280普定之戰



在金帳的後室内裏。

納哈出正同崔慶林及兒子查哈、萬戶固斑、八林等密謀着這次行動的具體計劃。

“仙師且請直言,天意如何,上天佑我否?本王大事終有幾分勝算?”剛坐下,納哈出就急不可奈地問崔慶林。

“開元王,現在主要顧忌的不應該是有幾分成算,而是如何讓金山部,木華黎的子孫延續下去,按照漢人的做法,相信不久的将來,金山部将消失在遼東的這片平原上,這個無論對于開元王,還是對于高麗,都不是一件好事。”崔慶林徐徐說道。

“仙師既有此說,我輩應該遲遲不能進展?”納哈出欠身問道。

“然而,天降大任于開元王,必給與開元王以苦難。大事成敗,當需時機,大事常在百折萦回、峰回路轉中誕生。欲成大事者,必須心懷遠慮,放眼未來。如今大明強勢,豈能操之過急?古往今來,有多少豪傑竟是失敗于一時之氣!開元王切勿不計時日,隻貪一時一事之得失!”崔慶林說道。

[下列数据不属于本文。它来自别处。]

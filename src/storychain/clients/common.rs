//! Wire types and server-sent-event decoding shared by OpenAI-compatible clients.

use crate::storychain::client_wrapper::{
    GenerationParameters, Message, MessageChunk, MessageChunkStream, SendError,
};
use futures_util::stream::{self, Stream, StreamExt};
use serde::{Deserialize, Serialize};
use std::collections::VecDeque;
use std::error::Error;
use std::fmt;
use std::pin::Pin;

/// Error raised while reading or decoding a streamed response.
#[derive(Debug, Clone, PartialEq, Eq)]
pub struct StreamError(pub String);

impl fmt::Display for StreamError {
    fn fmt(&self, f: &mut fmt::Formatter<'_>) -> fmt::Result {
        f.write_str(&self.0)
    }
}

impl Error for StreamError {}

/// One message in a chat completions request body.
#[derive(Debug, Serialize, PartialEq)]
pub struct WireMessage<'a> {
    pub role: &'static str,
    pub content: &'a str,
}

/// Body of a streaming `/v1/chat/completions` request.
#[derive(Debug, Serialize)]
pub struct ChatRequest<'a> {
    pub model: &'a str,
    pub messages: Vec<WireMessage<'a>>,
    pub max_tokens: u32,
    pub temperature: f32,
    pub top_p: f32,
    pub stream: bool,
}

impl<'a> ChatRequest<'a> {
    pub fn streaming(messages: &'a [Message], parameters: &'a GenerationParameters) -> Self {
        ChatRequest {
            model: &parameters.model,
            messages: messages
                .iter()
                .map(|msg| WireMessage {
                    role: msg.role.as_str(),
                    content: &msg.content,
                })
                .collect(),
            max_tokens: parameters.max_tokens,
            temperature: parameters.temperature,
            top_p: parameters.top_p,
            stream: true,
        }
    }
}

#[derive(Debug, Deserialize)]
struct ChunkBody {
    #[serde(default)]
    choices: Vec<ChunkChoice>,
}

#[derive(Debug, Deserialize)]
struct ChunkChoice {
    #[serde(default)]
    delta: ChunkDelta,
    #[serde(default)]
    finish_reason: Option<String>,
}

#[derive(Debug, Default, Deserialize)]
struct ChunkDelta {
    #[serde(default)]
    content: Option<String>,
}

/// Decode the JSON payload of one `data:` event into a [`MessageChunk`].
pub fn parse_chunk(data: &str) -> Result<MessageChunk, StreamError> {
    let body: ChunkBody = serde_json::from_str(data)
        .map_err(|err| StreamError(format!("Malformed stream chunk: {}", err)))?;
    let choice = body.choices.into_iter().next();
    Ok(match choice {
        Some(choice) => MessageChunk {
            content: choice.delta.content.unwrap_or_default(),
            finish_reason: choice.finish_reason,
        },
        None => MessageChunk {
            content: String::new(),
            finish_reason: None,
        },
    })
}

/// A decoded server-sent event.
#[derive(Debug, Clone, PartialEq, Eq)]
pub enum SseEvent {
    Data(String),
    /// The `[DONE]` sentinel.
    Done,
}

/// Incremental line decoder for `text/event-stream` bodies.
///
/// Bytes are buffered until a full line is available, so multi-byte characters and events
/// split across network chunks decode correctly.
#[derive(Debug, Default)]
pub struct SseDecoder {
    buffer: Vec<u8>,
}

impl SseDecoder {
    pub fn new() -> Self {
        Self::default()
    }

    /// Feed raw bytes, returning every event completed by them.
    pub fn push(&mut self, bytes: &[u8]) -> Vec<SseEvent> {
        self.buffer.extend_from_slice(bytes);
        let mut events = Vec::new();
        while let Some(newline) = self.buffer.iter().position(|b| *b == b'\n') {
            let line: Vec<u8> = self.buffer.drain(..=newline).collect();
            if let Some(event) = decode_line(&line) {
                events.push(event);
            }
        }
        events
    }

    /// Flush a trailing line that was not newline-terminated.
    pub fn finish(&mut self) -> Option<SseEvent> {
        let line = std::mem::take(&mut self.buffer);
        decode_line(&line)
    }
}

fn decode_line(line: &[u8]) -> Option<SseEvent> {
    let line = String::from_utf8_lossy(line);
    let line = line.trim_end_matches(|c| c == '\n' || c == '\r');
    let data = line.strip_prefix("data:")?.trim_start();
    if data == "[DONE]" {
        Some(SseEvent::Done)
    } else if data.is_empty() {
        None
    } else {
        Some(SseEvent::Data(data.to_string()))
    }
}

struct SseState<S> {
    bytes: Pin<Box<S>>,
    decoder: SseDecoder,
    pending: VecDeque<Result<MessageChunk, SendError>>,
    done: bool,
}

impl<S> SseState<S> {
    fn queue(&mut self, event: SseEvent) {
        match event {
            SseEvent::Data(data) => self
                .pending
                .push_back(parse_chunk(&data).map_err(|err| Box::new(err) as SendError)),
            SseEvent::Done => self.done = true,
        }
    }
}

/// Turn a raw byte stream of server-sent events into a [`MessageChunkStream`].
///
/// The stream ends at the `[DONE]` sentinel or when the body ends. A transport error is
/// yielded once as an `Err` item and ends the stream.
pub fn chunk_stream<S, B, E>(bytes: S) -> MessageChunkStream
where
    S: Stream<Item = Result<B, E>> + Send + 'static,
    B: AsRef<[u8]>,
    E: fmt::Display,
{
    let state = SseState {
        bytes: Box::pin(bytes),
        decoder: SseDecoder::new(),
        pending: VecDeque::new(),
        done: false,
    };

    Box::pin(stream::unfold(state, |mut state| async move {
        loop {
            if let Some(item) = state.pending.pop_front() {
                return Some((item, state));
            }
            if state.done {
                return None;
            }
            match state.bytes.next().await {
                Some(Ok(bytes)) => {
                    for event in state.decoder.push(bytes.as_ref()) {
                        state.queue(event);
                        if state.done {
                            break;
                        }
                    }
                }
                Some(Err(err)) => {
                    log::error!("storychain::clients::common::chunk_stream(...): {}", err);
                    state.done = true;
                    state.pending.push_back(Err(Box::new(StreamError(format!(
                        "Stream error: {}",
                        err
                    )))));
                }
                None => {
                    if let Some(event) = state.decoder.finish() {
                        state.queue(event);
                    }
                    state.done = true;
                }
            }
        }
    }))
}

#[cfg(test)]
mod tests {
    use super::*;
    use crate::storychain::client_wrapper::Role;

    fn data(content: &str) -> String {
        format!(
            "data: {{\"choices\":[{{\"delta\":{{\"content\":{}}},\"finish_reason\":null}}]}}\n\n",
            serde_json::to_string(content).unwrap()
        )
    }

    #[test]
    fn test_request_body_matches_chat_completions_format() {
        let messages = vec![
            Message::with_role(Role::System, "be brief"),
            Message::with_role(Role::User, "hi"),
        ];
        let parameters = GenerationParameters::new("gpt-4", 256)
            .with_temperature(0.5)
            .with_top_p(0.25);
        let body = serde_json::to_value(ChatRequest::streaming(&messages, &parameters)).unwrap();

        assert_eq!(body["model"], "gpt-4");
        assert_eq!(body["max_tokens"], 256);
        assert_eq!(body["temperature"], 0.5);
        assert_eq!(body["top_p"], 0.25);
        assert_eq!(body["stream"], true);
        assert_eq!(body["messages"][0]["role"], "system");
        assert_eq!(body["messages"][1]["content"], "hi");
    }

    #[test]
    fn test_parse_chunk_reads_delta_and_finish_reason() {
        let chunk =
            parse_chunk(r#"{"choices":[{"delta":{"content":"Hel"},"finish_reason":null}]}"#)
                .unwrap();
        assert_eq!(chunk.content, "Hel");
        assert_eq!(chunk.finish_reason, None);

        let last = parse_chunk(r#"{"choices":[{"delta":{},"finish_reason":"stop"}]}"#).unwrap();
        assert_eq!(last.content, "");
        assert_eq!(last.finish_reason.as_deref(), Some("stop"));

        assert!(parse_chunk("not json").is_err());
    }

    #[test]
    fn test_decoder_handles_split_lines_and_multibyte_text() {
        let mut decoder = SseDecoder::new();
        let frame = data("café");
        let bytes = frame.as_bytes();
        let split = frame.find('é').unwrap() + 1;

        assert!(decoder.push(&bytes[..split]).is_empty());
        let events = decoder.push(&bytes[split..]);
        assert_eq!(events.len(), 1);
        match &events[0] {
            SseEvent::Data(json) => assert_eq!(parse_chunk(json).unwrap().content, "café"),
            other => panic!("unexpected event {:?}", other),
        }

        assert_eq!(decoder.push(b": keep-alive\n\ndata: [DONE]\n\n"), vec![SseEvent::Done]);
    }

    #[tokio::test]
    async fn test_chunk_stream_stops_at_done() {
        let body = format!("{}{}data: [DONE]\n\n{}", data("Hel"), data("lo"), data("ignored"));
        let bytes = stream::iter(vec![Ok::<_, StreamError>(body.into_bytes())]);

        let chunks: Vec<String> = chunk_stream(bytes)
            .map(|chunk| chunk.unwrap().content)
            .collect()
            .await;
        assert_eq!(chunks, vec!["Hel".to_string(), "lo".to_string()]);
    }

    #[tokio::test]
    async fn test_chunk_stream_surfaces_transport_errors() {
        let bytes = stream::iter(vec![
            Ok(data("partial").into_bytes()),
            Err(StreamError("connection reset".into())),
        ]);

        let items: Vec<Result<MessageChunk, SendError>> = chunk_stream(bytes).collect().await;
        assert_eq!(items.len(), 2);
        assert_eq!(items[0].as_ref().unwrap().content, "partial");
        let err = items[1].as_ref().unwrap_err();
        assert!(err.to_string().contains("connection reset"));
    }
}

“這些本王心裏當然清楚。然而,而今将如何處之?”納哈出問道。他所說的,是關于大明朝廷發來招貼,要他和兒子一起帶着一萬五千人前往雲南協助征伐梁王,這件事納哈出真的是不想去做。

“開元王所問正中關鍵之處!”崔慶林說着,又伸了一下脖子向納哈出娓娓道來,說道:“大明今爲整軍備戰計,開元王隻能配合。而不能違背。并且此番密事,決不可洩露于朝中!”

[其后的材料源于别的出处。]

use futures_util::StreamExt;
use std::sync::Arc;
use storychain::client_wrapper::{ClientWrapper, GenerationParameters, Message, Role};
use storychain::clients::openai::OpenAIClient;
use storychain::Agent;
use tokio::io::{AsyncReadExt, AsyncWriteExt};
use tokio::net::{TcpListener, TcpStream};
use tokio::task::JoinHandle;

fn sse_frame(content: Option<&str>, finish_reason: Option<&str>) -> String {
    let delta = match content {
        Some(text) => serde_json::json!({ "content": text }),
        None => serde_json::json!({}),
    };
    let chunk = serde_json::json!({
        "choices": [{ "index": 0, "delta": delta, "finish_reason": finish_reason }]
    });
    format!("data: {}\n\n", chunk)
}

fn hello_body() -> String {
    let mut body = String::new();
    body.push_str(&sse_frame(Some(""), None));
    body.push_str(&sse_frame(Some("Hel"), None));
    body.push_str(&sse_frame(Some("lo"), None));
    body.push_str(&sse_frame(None, Some("stop")));
    body.push_str("data: [DONE]\n\n");
    body
}

async fn read_request(socket: &mut TcpStream) -> String {
    let mut request = Vec::new();
    let mut buffer = [0u8; 4096];
    loop {
        let read = socket.read(&mut buffer).await.unwrap();
        if read == 0 {
            break;
        }
        request.extend_from_slice(&buffer[..read]);
        if let Some(end) = request.windows(4).position(|window| window == b"\r\n\r\n") {
            let headers = String::from_utf8_lossy(&request[..end]).to_lowercase();
            let length = headers
                .lines()
                .find_map(|line| line.strip_prefix("content-length:"))
                .map(|value| value.trim().parse::<usize>().unwrap())
                .unwrap_or(0);
            if request.len() >= end + 4 + length {
                break;
            }
        }
    }
    String::from_utf8(request).unwrap()
}

/// Serves exactly one HTTP response and returns the raw request it received.
async fn serve_once(status: &'static str, body: String) -> (String, JoinHandle<String>) {
    let listener = TcpListener::bind("127.0.0.1:0").await.unwrap();
    let base_url = format!("http://{}", listener.local_addr().unwrap());
    let server = tokio::spawn(async move {
        let (mut socket, _) = listener.accept().await.unwrap();
        let request = read_request(&mut socket).await;
        let response = format!(
            "HTTP/1.1 {}\r\ncontent-type: text/event-stream\r\nconnection: close\r\n\r\n{}",
            status, body
        );
        socket.write_all(response.as_bytes()).await.unwrap();
        socket.shutdown().await.unwrap();
        request
    });
    (base_url, server)
}

fn request_body(request: &str) -> serde_json::Value {
    let body = &request[request.find("\r\n\r\n").unwrap() + 4..];
    serde_json::from_str(body).unwrap()
}

#[tokio::test]
async fn test_streams_server_sent_events() {
    storychain::init_logger();
    let (base_url, server) = serve_once("200 OK", hello_body()).await;
    let client = OpenAIClient::new_with_base_url("test-key", &base_url).unwrap();

    let messages = vec![
        Message::with_role(Role::System, "You write user stories."),
        Message::with_role(Role::User, "Draft one."),
    ];
    let parameters = GenerationParameters::new("gpt-4", 256)
        .with_temperature(0.2)
        .with_top_p(0.5);
    let chunks: Vec<_> = client
        .send_message_stream(&messages, &parameters)
        .await
        .unwrap()
        .map(|chunk| chunk.unwrap())
        .collect()
        .await;

    let text: String = chunks.iter().map(|chunk| chunk.content.as_str()).collect();
    assert_eq!(text, "Hello");
    assert_eq!(
        chunks.last().unwrap().finish_reason.as_deref(),
        Some("stop")
    );

    let request = server.await.unwrap();
    assert!(request.starts_with("POST /v1/chat/completions "));
    assert!(request
        .to_lowercase()
        .contains("authorization: bearer test-key"));
    let body = request_body(&request);
    assert_eq!(body["model"], "gpt-4");
    assert_eq!(body["stream"], true);
    assert_eq!(body["max_tokens"], 256);
    assert_eq!(body["messages"][0]["role"], "system");
    assert_eq!(body["messages"][1]["content"], "Draft one.");
}

#[tokio::test]
async fn test_error_status_is_returned() {
    let (base_url, server) =
        serve_once("401 Unauthorized", "{\"error\":\"bad key\"}".to_string()).await;
    let client = OpenAIClient::new_with_base_url("wrong", &base_url).unwrap();

    let result = client
        .send_message_stream(
            &[Message::with_role(Role::User, "hi")],
            &GenerationParameters::new("gpt-4", 16),
        )
        .await;

    let err = match result {
        Ok(_) => panic!("a 401 must not open a stream"),
        Err(err) => err,
    };
    assert!(err.to_string().contains("401"));
    assert!(err.to_string().contains("bad key"));
    server.await.unwrap();
}

#[tokio::test]
async fn test_rotated_api_key_is_used() {
    let (base_url, server) = serve_once("200 OK", hello_body()).await;
    let client = OpenAIClient::new_with_base_url("old-key", &base_url).unwrap();
    client.set_api_key("new-key");

    let stream = client
        .send_message_stream(
            &[Message::with_role(Role::User, "hi")],
            &GenerationParameters::new("gpt-4", 16),
        )
        .await
        .unwrap();
    let _: Vec<_> = stream.collect().await;

    let request = server.await.unwrap().to_lowercase();
    assert!(request.contains("authorization: bearer new-key"));
}

#[tokio::test]
async fn test_agent_over_http() {
    let (base_url, server) = serve_once("200 OK", hello_body()).await;
    let client = Arc::new(OpenAIClient::new_with_base_url("test-key", &base_url).unwrap());
    let mut agent = Agent::new("Writer", client, GenerationParameters::new("gpt-4", 64), 4);
    agent.append_message(Role::System, "You write user stories.", false);

    let reply = agent.get_full_response("Draft one.").await.unwrap();
    assert_eq!(reply, "Hello");
    assert_eq!(
        agent.conversation().history().back().unwrap(),
        &Message::with_role(Role::Assistant, "Hello")
    );

    let body = request_body(&server.await.unwrap());
    assert_eq!(body["messages"].as_array().unwrap().len(), 2);
}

“此事在我金山部影響甚大。如何方可掩人耳目?”固斑問道。

“爲防洩密,開元王仍舊需要選擇人馬前往與雲南協助征伐。此番議論,不可早有洩露,驚動南京帝都。”道衍接着說道:“但是所要選擇的兵馬,開元王自然心中應該有數了,而且,二王子不能去,如果開元王和世子一去,恐怕金山部就群龍無首,再也沒有凝聚力量的可能了。但是又不能擺明了說不去。那麽隻好假托于别樣事情了,比如二王子突然堕馬,身負重傷,那自然不能遠征......。”

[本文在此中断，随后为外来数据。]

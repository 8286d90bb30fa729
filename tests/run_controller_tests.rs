use async_trait::async_trait;
use serde_json::json;
use std::collections::VecDeque;
use std::sync::atomic::{AtomicBool, Ordering};
use std::sync::{Arc, Mutex};
use storychain::client_wrapper::{
    ClientWrapper, GenerationParameters, Message, MessageChunk, MessageChunkStream, SendError,
};
use storychain::config::PipelineConfig;
use storychain::display::{AgentColor, TASK_SEPARATOR};
use storychain::event::{AgentEvent, EventHandler};
use storychain::run::{CancelHandle, RunController, RunError, RunMessage, RunStatus};

struct ScriptedClient {
    replies: Mutex<VecDeque<Result<Vec<&'static str>, &'static str>>>,
    calls: Mutex<usize>,
    cancel_on_first_call: Mutex<Option<CancelHandle>>,
}

impl ScriptedClient {
    fn new(replies: Vec<Result<Vec<&'static str>, &'static str>>) -> Arc<Self> {
        Arc::new(ScriptedClient {
            replies: Mutex::new(replies.into()),
            calls: Mutex::new(0),
            cancel_on_first_call: Mutex::new(None),
        })
    }

    fn calls(&self) -> usize {
        *self.calls.lock().unwrap()
    }
}

#[async_trait]
impl ClientWrapper for ScriptedClient {
    fn provider_name(&self) -> &str {
        "scripted"
    }

    async fn send_message_stream(
        &self,
        _messages: &[Message],
        _parameters: &GenerationParameters,
    ) -> Result<MessageChunkStream, SendError> {
        *self.calls.lock().unwrap() += 1;
        if let Some(handle) = self.cancel_on_first_call.lock().unwrap().take() {
            handle.cancel();
        }
        let reply = self
            .replies
            .lock()
            .unwrap()
            .pop_front()
            .unwrap_or(Ok(vec!["unscripted"]));
        let fragments = reply.map_err(|reason| -> SendError { reason.into() })?;
        let chunks: Vec<Result<MessageChunk, SendError>> = fragments
            .into_iter()
            .map(|fragment| {
                Ok(MessageChunk {
                    content: fragment.to_string(),
                    finish_reason: None,
                })
            })
            .collect();
        Ok(Box::pin(futures_util::stream::iter(chunks)))
    }
}

fn config(iterations: usize, color: &str) -> PipelineConfig {
    PipelineConfig::from_value(json!({
        "agent_order": ["Writer"],
        "max_tokens_per_call": 500,
        "openai_model": "gpt-4",
        "iterations": iterations,
        "agents": [{
            "name": "Writer",
            "temperature": 0.5,
            "color": color,
            "max_history": 4,
            "system": "You write user stories.",
            "user": "Keep them short.",
            "tasks": {"1": "Draft:", "2": "Tighten:", "3": "Finalize:"}
        }]
    }))
    .unwrap()
}

fn status(line: &str) -> RunMessage {
    RunMessage::Status(line.to_string())
}

#[tokio::test]
async fn test_messages_arrive_in_order() {
    let client = ScriptedClient::new(vec![Ok(vec!["As a ", "shopper"])]);
    let controller = RunController::new(client.clone());

    let handle = controller.start(config(1, "GREEN"), "seed").unwrap();
    let (messages, report) = handle.collect().await;
    let report = report.unwrap();

    let color = Some(AgentColor::Green);
    assert_eq!(
        messages,
        vec![
            status("--- Phase 1 ---"),
            status(TASK_SEPARATOR),
            status("Assigning task to Writer: Draft:"),
            RunMessage::AgentHeader {
                agent_name: "Writer".into(),
                color,
            },
            RunMessage::Fragment {
                agent_name: "Writer".into(),
                color,
                text: "As a ".into(),
            },
            RunMessage::Fragment {
                agent_name: "Writer".into(),
                color,
                text: "shopper".into(),
            },
            RunMessage::AgentFooter {
                agent_name: "Writer".into(),
                color,
            },
            status("Processing complete."),
            RunMessage::Finished(RunStatus::Completed),
        ]
    );

    assert_eq!(report.status, RunStatus::Completed);
    assert_eq!(report.artifact, "As a shopper");
    let joined: String = messages.iter().map(RunMessage::plain_text).collect();
    assert_eq!(report.transcript, joined);
    assert!(report.transcript.contains("### Writer ###\nAs a shopper\n\n"));
    assert!(report.finished_at >= report.started_at);
}

#[tokio::test]
async fn test_only_one_run_at_a_time() {
    let client = ScriptedClient::new(vec![Ok(vec!["first"]), Ok(vec!["second"])]);
    let controller = RunController::new(client.clone());

    let first = controller.start(config(1, "BLUE"), "seed").unwrap();
    assert!(controller.is_running());
    assert!(matches!(
        controller.start(config(1, "BLUE"), "seed"),
        Err(RunError::AlreadyRunning)
    ));

    let report = first.wait().await.unwrap();
    assert_eq!(report.artifact, "first");
    assert!(!controller.is_running());

    let second = controller.start(config(1, "BLUE"), "seed").unwrap();
    assert_eq!(second.wait().await.unwrap().artifact, "second");
}

#[tokio::test]
async fn test_failure_is_reported_and_controller_recovers() {
    let client = ScriptedClient::new(vec![Err("quota exceeded"), Ok(vec!["recovered"])]);
    let controller = RunController::new(client.clone());

    let handle = controller.start(config(1, "RED"), "seed").unwrap();
    let (messages, report) = handle.collect().await;
    let report = report.unwrap();

    match &report.status {
        RunStatus::Failed(reason) => assert!(reason.contains("quota exceeded")),
        other => panic!("unexpected status {:?}", other),
    }
    assert_eq!(report.artifact, "seed");
    let error_line = messages
        .iter()
        .find_map(|message| match message {
            RunMessage::Status(line) if line.starts_with("Error in pipeline run: ") => Some(line),
            _ => None,
        })
        .expect("error line");
    assert!(error_line.contains("quota exceeded"));
    assert!(matches!(
        messages.last(),
        Some(RunMessage::Finished(RunStatus::Failed(_)))
    ));

    assert!(!controller.is_running());
    let retry = controller.start(config(1, "RED"), "seed").unwrap();
    assert_eq!(retry.wait().await.unwrap().status, RunStatus::Completed);
}

#[tokio::test]
async fn test_cancel_before_first_phase() {
    let client = ScriptedClient::new(vec![]);
    let controller = RunController::new(client.clone());

    let handle = controller.start(config(3, "CYAN"), "untouched seed").unwrap();
    handle.cancel();
    let (messages, report) = handle.collect().await;
    let report = report.unwrap();

    assert_eq!(report.status, RunStatus::StoppedByUser);
    assert_eq!(report.artifact, "untouched seed");
    assert_eq!(client.calls(), 0);
    assert!(messages.contains(&status("Processing stopped by user request.")));
    assert_eq!(
        messages.last(),
        Some(&RunMessage::Finished(RunStatus::StoppedByUser))
    );
}

#[tokio::test]
async fn test_cancel_between_first_and_second_phase() {
    let client = ScriptedClient::new(vec![Ok(vec!["phase one"]), Ok(vec!["phase two"])]);
    let controller = RunController::new(client.clone());

    let handle = controller.start(config(3, "YELLOW"), "seed").unwrap();
    *client.cancel_on_first_call.lock().unwrap() = Some(handle.cancel_handle());
    let (messages, report) = handle.collect().await;
    let report = report.unwrap();

    assert_eq!(report.status, RunStatus::StoppedByUser);
    assert_eq!(report.artifact, "phase one");
    assert_eq!(client.calls(), 1);
    assert!(!messages.contains(&status("--- Phase 2 ---")));
    assert!(report
        .transcript
        .ends_with("phase one\n\nProcessing stopped by user request.\n"));
}

#[tokio::test]
async fn test_controller_stop() {
    let client = ScriptedClient::new(vec![]);
    let controller = RunController::new(client.clone());
    assert!(!controller.stop());

    let handle = controller.start(config(2, "WHITE"), "seed").unwrap();
    assert!(controller.stop());
    let report = handle.wait().await.unwrap();

    assert_eq!(report.status, RunStatus::StoppedByUser);
    assert!(!controller.stop());
}

#[tokio::test]
async fn test_invalid_color_is_rejected_at_start() {
    let client = ScriptedClient::new(vec![]);
    let controller = RunController::new(client.clone());

    let err = match controller.start(config(1, "MAGENTA"), "seed") {
        Ok(_) => panic!("MAGENTA is not in the palette"),
        Err(err) => err,
    };
    assert!(matches!(err, RunError::Pipeline(_)));
    assert!(err.to_string().contains("MAGENTA"));
    assert!(!controller.is_running());
}

/// Panics on the first streamed fragment it sees, then behaves.
struct PanicOnceHandler {
    panicked: AtomicBool,
}

#[async_trait]
impl EventHandler for PanicOnceHandler {
    async fn on_agent_event(&self, event: &AgentEvent) {
        if let AgentEvent::FragmentReceived { .. } = event {
            if !self.panicked.swap(true, Ordering::SeqCst) {
                panic!("observer bug");
            }
        }
    }
}

#[tokio::test]
async fn test_panicking_worker_frees_the_controller() {
    let client = ScriptedClient::new(vec![Ok(vec!["lost"]), Ok(vec!["second try"])]);
    let controller = RunController::new(client.clone()).with_event_handler(Arc::new(
        PanicOnceHandler {
            panicked: AtomicBool::new(false),
        },
    ));

    let handle = controller.start(config(1, "BLUE"), "seed").unwrap();
    match handle.wait().await {
        Err(RunError::Worker(reason)) => assert!(reason.contains("observer bug")),
        other => panic!("unexpected result {:?}", other),
    }
    assert!(!controller.is_running());
    assert!(!controller.stop());

    let retry = controller.start(config(1, "BLUE"), "seed").unwrap();
    let report = retry.wait().await.unwrap();
    assert_eq!(report.status, RunStatus::Completed);
    assert_eq!(report.artifact, "second try");
}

“仙師高論,大計遠慮!”納哈出贊同道“查哈可精心安排手下将士,慎密爲之。”

“謹從父王密令!”查哈答道。接着,查哈又向納哈出試探:“隻是哥哥新近回來,他在漢人哪裏生活多時,不可協同從事。如之奈何?”

查哈此時仍舊忘不了心中的疙瘩。那就是因爲納哈出投降的緣故,在京師被囚禁多難的壩基,也被送了回來,分别了數年的父子兄弟相遇。不但沒有親情流露,反而引起了查哈的戒心,他心裏知道。自己的這個哥哥掄起了勇武,自己是要甘拜下風的。所以這樣試探納哈出。

“可矣!此事可暫由你獨辦。不必要他插手。”納哈出點頭說道,此時也不是搞内讧的時候。所以就由着兒子的心意。說罷,朗聲大笑道,“遼東疆域廣大,大甯獵場雄威,明日,我等何不暫去跑馬狩獵一遭!”

“願與大王同往——”衆人興高采烈,齊聲答道。

此次算是定下了計較,由納哈出率領着一萬老弱殘兵外加五千精兵前往雲南協助征伐,而查哈卻在出發前三日,一次的狩獵行動中突然堕落于馬下,如此以來,于情于理,查哈也不能随軍前往了。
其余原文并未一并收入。